Pour Maurice qui dépend des importations de pétrole, une telle flambée se répercutera inévitablement sur les prix des carburants à la pompe, du gaz domestique et des denrées alimentaires importées, alimentant une pression inflationniste supplémentaire sur le pouvoir d'achat des ménages.

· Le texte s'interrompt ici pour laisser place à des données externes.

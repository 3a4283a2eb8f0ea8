//! Error types for Shelf Core

use std::path::PathBuf;

/// Main shelf error type
#[derive(Debug, thiserror::Error)]
pub enum ShelfError {
    /// Configuration could not be loaded or is invalid
    #[error("configuration error: {0}")]
    Config(#[from] ConfigError),

    /// File-backed store requested without a directory
    #[error("no data directory configured")]
    MissingDataDir,
}

/// Configuration errors
#[derive(Debug, thiserror::Error)]
pub enum ConfigError {
    /// Config file unreadable
    #[error("io error reading {path}: {source}")]
    Io {
        path: PathBuf,
        #[source]
        source: std::io::Error,
    },

    /// Config file not valid TOML for this schema
    #[error("parse error: {0}")]
    Parse(#[from] toml::de::Error),

    /// Field value out of range
    #[error("invalid value: {0}")]
    Invalid(String),
}

impl ConfigError {
    /// Create IO error for path
    pub fn io_error(path: impl Into<PathBuf>, source: std::io::Error) -> Self {
        Self::Io {
            path: path.into(),
            source,
        }
    }
}
use proptest::prelude::*;
use shelf_catalog::Product;
use shelf_view::{FilterQuery, ProductList, SortKey};
use std::time::{Duration, Instant};

const FADE: Duration = Duration::from_millis(250);

fn product() -> impl Strategy<Value = Product> {
    ("[A-Za-z ]{0,12}", 0u32..1_000_000)
        .prop_map(|(name, price)| Product::new(name, f64::from(price)))
}

fn sort_key() -> impl Strategy<Value = SortKey> {
    prop_oneof![
        Just(SortKey::None),
        Just(SortKey::NameAsc),
        Just(SortKey::PriceAsc),
        Just(SortKey::PriceDesc),
    ]
}

fn settle(list: &mut ProductList, query: &FilterQuery) -> Vec<Product> {
    let t0 = Instant::now();
    list.apply(query, t0, FADE);
    list.advance(t0 + FADE);
    list.visible_products().cloned().collect()
}

#[test]
fn test_price_bounds_ignore_unparsable_text() {
    let controls = shelf_view::FilterControls {
        price_min: "cheap".to_string(),
        price_max: String::new(),
        ..Default::default()
    };
    let query = controls.query();
    assert_eq!(query.min, None);
    assert_eq!(query.max, None);
}

#[test]
fn test_filter_leaves_products_untouched() {
    let products = vec![Product::new("Mug", 40_000.0), Product::new("Cup", 20_000.0)];
    let mut list = ProductList::new();
    list.render_all(&products);

    settle(&mut list, &FilterQuery::all().with_keyword("zzz").with_sort(SortKey::PriceAsc));

    let mut seen: Vec<_> = list.items().iter().map(|i| i.product.clone()).collect();
    seen.sort_by(|a, b| a.name.cmp(&b.name));
    assert_eq!(seen, vec![products[1].clone(), products[0].clone()]);
}

proptest! {
    #[test]
    fn prop_keyword_selects_exact_subset(
        products in prop::collection::vec(product(), 0..20),
        keyword in "[A-Za-z]{0,3}",
    ) {
        let mut list = ProductList::new();
        list.render_all(&products);
        let visible = settle(&mut list, &FilterQuery::all().with_keyword(&keyword));

        let needle = keyword.to_lowercase();
        let expected: Vec<Product> = products
            .iter()
            .filter(|p| p.name.to_lowercase().contains(&needle))
            .cloned()
            .collect();
        prop_assert_eq!(visible, expected);
    }

    #[test]
    fn prop_bounds_never_show_out_of_range(
        products in prop::collection::vec(product(), 0..20),
        min in prop::option::of(0u32..1_000_000),
        max in prop::option::of(0u32..1_000_000),
    ) {
        let min = min.map(f64::from);
        let max = max.map(f64::from);
        let mut list = ProductList::new();
        list.render_all(&products);
        let visible = settle(&mut list, &FilterQuery::all().with_bounds(min, max));

        for p in &visible {
            prop_assert!(min.map_or(true, |m| p.price >= m));
            prop_assert!(max.map_or(true, |m| p.price <= m));
        }
        let in_range = products
            .iter()
            .filter(|p| min.map_or(true, |m| p.price >= m) && max.map_or(true, |m| p.price <= m))
            .count();
        prop_assert_eq!(visible.len(), in_range);
    }

    #[test]
    fn prop_sorted_visible_items_are_ordered(
        products in prop::collection::vec(product(), 0..20),
        sort in sort_key(),
    ) {
        let mut list = ProductList::new();
        list.render_all(&products);
        let visible = settle(&mut list, &FilterQuery::all().with_sort(sort));

        for pair in visible.windows(2) {
            match sort {
                SortKey::None => {}
                SortKey::NameAsc => {
                    prop_assert!(pair[0].name.to_lowercase() <= pair[1].name.to_lowercase())
                }
                SortKey::PriceAsc => prop_assert!(pair[0].price <= pair[1].price),
                SortKey::PriceDesc => prop_assert!(pair[0].price >= pair[1].price),
            }
        }
        if sort == SortKey::None {
            prop_assert_eq!(visible, products);
        }
    }

    #[test]
    fn prop_name_sort_is_stable(
        prices in prop::collection::vec(0u32..100, 1..12),
    ) {
        // Same name everywhere: a stable sort must keep render order.
        let products: Vec<Product> =
            prices.iter().map(|p| Product::new("Same", f64::from(*p))).collect();
        let mut list = ProductList::new();
        list.render_all(&products);
        let visible = settle(&mut list, &FilterQuery::all().with_sort(SortKey::NameAsc));
        prop_assert_eq!(visible, products);
    }
}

Transports aériens paralysés
L'aéroport international de Dubaï, qui traite plus de 1 000 vols par jour, a été endommagé lors des frappes de représailles iraniennes contre plusieurs sites des États du Golfe. Les aéroports d'Abou Dhabi et du Koweït ont également été touchés. Les principaux hubs régionaux – Dubaï, Doha et Abu Dhabi – ont fermé leurs portes, les pays du Moyen-Orient ayant procédé à la fermeture de leur espace aérien.